Go over the records and count each line that has the string "chunk". Give the number and nothing else.

§ TASK INPUT:
━━━━━━━━━━━━━━━━━━━━━━━━━━━━━━

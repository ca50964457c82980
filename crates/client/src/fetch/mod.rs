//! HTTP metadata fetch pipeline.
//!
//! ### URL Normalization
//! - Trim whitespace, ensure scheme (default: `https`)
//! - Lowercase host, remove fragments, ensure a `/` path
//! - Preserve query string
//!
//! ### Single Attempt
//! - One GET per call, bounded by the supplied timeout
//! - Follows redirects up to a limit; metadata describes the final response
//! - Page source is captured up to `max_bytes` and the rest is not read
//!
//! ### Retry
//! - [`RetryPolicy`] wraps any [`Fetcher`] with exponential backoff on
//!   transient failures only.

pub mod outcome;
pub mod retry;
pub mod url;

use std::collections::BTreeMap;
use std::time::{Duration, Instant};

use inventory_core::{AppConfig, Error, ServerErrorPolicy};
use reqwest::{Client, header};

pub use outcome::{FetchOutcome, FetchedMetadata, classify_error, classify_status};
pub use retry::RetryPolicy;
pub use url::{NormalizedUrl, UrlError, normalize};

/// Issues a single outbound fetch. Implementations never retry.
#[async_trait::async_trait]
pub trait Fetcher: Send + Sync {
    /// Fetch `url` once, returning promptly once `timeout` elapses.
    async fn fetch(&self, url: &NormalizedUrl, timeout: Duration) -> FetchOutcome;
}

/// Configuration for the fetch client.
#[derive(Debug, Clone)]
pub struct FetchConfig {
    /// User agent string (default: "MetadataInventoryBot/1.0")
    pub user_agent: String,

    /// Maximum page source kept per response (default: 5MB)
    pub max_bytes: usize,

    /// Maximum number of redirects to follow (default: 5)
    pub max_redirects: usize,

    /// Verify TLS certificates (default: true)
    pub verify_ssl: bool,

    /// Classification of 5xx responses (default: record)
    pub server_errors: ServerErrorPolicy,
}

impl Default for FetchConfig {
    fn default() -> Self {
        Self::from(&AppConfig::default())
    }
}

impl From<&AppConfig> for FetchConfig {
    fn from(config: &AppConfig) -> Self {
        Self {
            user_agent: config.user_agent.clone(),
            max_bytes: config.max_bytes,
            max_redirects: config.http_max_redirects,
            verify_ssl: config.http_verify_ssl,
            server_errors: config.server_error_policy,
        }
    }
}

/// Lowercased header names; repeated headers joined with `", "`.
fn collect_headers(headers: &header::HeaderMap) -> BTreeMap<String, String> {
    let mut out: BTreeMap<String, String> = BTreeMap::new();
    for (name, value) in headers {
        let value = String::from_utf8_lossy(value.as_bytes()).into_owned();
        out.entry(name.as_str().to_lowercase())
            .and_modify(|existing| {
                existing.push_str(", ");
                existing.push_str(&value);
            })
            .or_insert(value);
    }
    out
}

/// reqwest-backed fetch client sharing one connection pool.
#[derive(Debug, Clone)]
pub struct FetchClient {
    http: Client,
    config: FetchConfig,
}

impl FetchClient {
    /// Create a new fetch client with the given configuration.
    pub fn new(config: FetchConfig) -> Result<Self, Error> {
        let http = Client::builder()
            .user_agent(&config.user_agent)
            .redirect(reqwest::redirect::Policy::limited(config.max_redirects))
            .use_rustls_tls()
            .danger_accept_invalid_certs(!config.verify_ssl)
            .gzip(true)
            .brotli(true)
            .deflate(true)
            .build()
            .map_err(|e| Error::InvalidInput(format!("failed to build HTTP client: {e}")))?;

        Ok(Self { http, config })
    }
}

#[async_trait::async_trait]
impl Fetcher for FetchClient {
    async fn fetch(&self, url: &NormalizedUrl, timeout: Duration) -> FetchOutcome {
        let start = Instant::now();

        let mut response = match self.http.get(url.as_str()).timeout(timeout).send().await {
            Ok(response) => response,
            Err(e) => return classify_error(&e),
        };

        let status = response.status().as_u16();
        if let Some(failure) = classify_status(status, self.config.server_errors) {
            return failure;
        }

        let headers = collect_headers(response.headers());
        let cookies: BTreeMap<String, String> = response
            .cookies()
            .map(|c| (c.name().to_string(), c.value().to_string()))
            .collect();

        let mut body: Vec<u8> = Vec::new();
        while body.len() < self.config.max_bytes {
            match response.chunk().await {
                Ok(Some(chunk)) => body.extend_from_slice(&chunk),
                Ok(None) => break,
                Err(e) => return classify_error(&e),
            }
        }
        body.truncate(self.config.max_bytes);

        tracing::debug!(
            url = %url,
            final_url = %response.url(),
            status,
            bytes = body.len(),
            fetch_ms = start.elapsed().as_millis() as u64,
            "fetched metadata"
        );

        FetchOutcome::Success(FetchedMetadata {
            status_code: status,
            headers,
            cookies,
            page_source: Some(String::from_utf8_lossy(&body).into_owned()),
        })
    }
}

━━━━━━━━━━━━━━━━━━━━━━━━━━━━━━

§ RESPONSE TO THE TASK: 2